= Mikhail Zemtsov =

Russian architect (1688–1743)

Mikhail Grigorievich Zemtsov (Михаи́л Григо́рьевич Земцо́в; 1688–1743) was a Russian architect who practiced a sober, restrained Petrine Baroque style, which he learned from his peer Domenico Trezzini. He has been described as "the first professionally trained Russian architect in history".

== Career ==
Peter the Great put Zemtsov in charge of implementing designs by foreign architects such as Trezzini (in whose house Zemtsov took up residence) and Niccolo Michetti (also serving as interpreter for him). In 1723, he travelled to Stockholm in order to hire the most highly skilled masons for the tsar.

During the early part of his career, Zemtsov participated in designing the Summer Garden in St Petersburg and the park in Peterhof Palace.
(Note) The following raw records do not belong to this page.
//! ---
//! ms2m_section: "06-replay"
//! ms2m_subsection: "module"
//! ms2m_type: "source"
//! ms2m_scope: "code"
//! ms2m_description: "Error types for replay coordination."
//! ms2m_version: "v0.0.0-prealpha"
//! ms2m_owner: "tbd"
//! ---
use thiserror::Error;

pub type Result<T> = std::result::Result<T, ReplayError>;

#[derive(Debug, Error)]
pub enum ReplayError {
    /// Broker management call failed or returned an unexpected status.
    #[error("broker {operation} failed: {reason}")]
    Management {
        operation: &'static str,
        reason: String,
    },
    #[error("queue {0} does not exist")]
    QueueMissing(String),
    /// Message queue settings that can never work.
    #[error("invalid message queue config: {0}")]
    InvalidConfig(String),
}

impl ReplayError {
    pub fn is_transient(&self) -> bool {
        matches!(
            self,
            ReplayError::Management { .. } | ReplayError::QueueMissing(_)
        )
    }
}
The other project in which he was involved was the design of Catherinethal palace and park in Reval (1718–25). His Italian Palace on the Fontanka Embankment (1726–28) was demolished, and his Anichkov Palace (1741–50) was later rebuilt.

Zemtsov was appointed one of the principal architects of the Russian capital in 1737, working on the Transfiguration Cathedral in St. Petersburg along with Pietro Antonio Trezzini. He completed his work on the Russian Building Code two years before his death.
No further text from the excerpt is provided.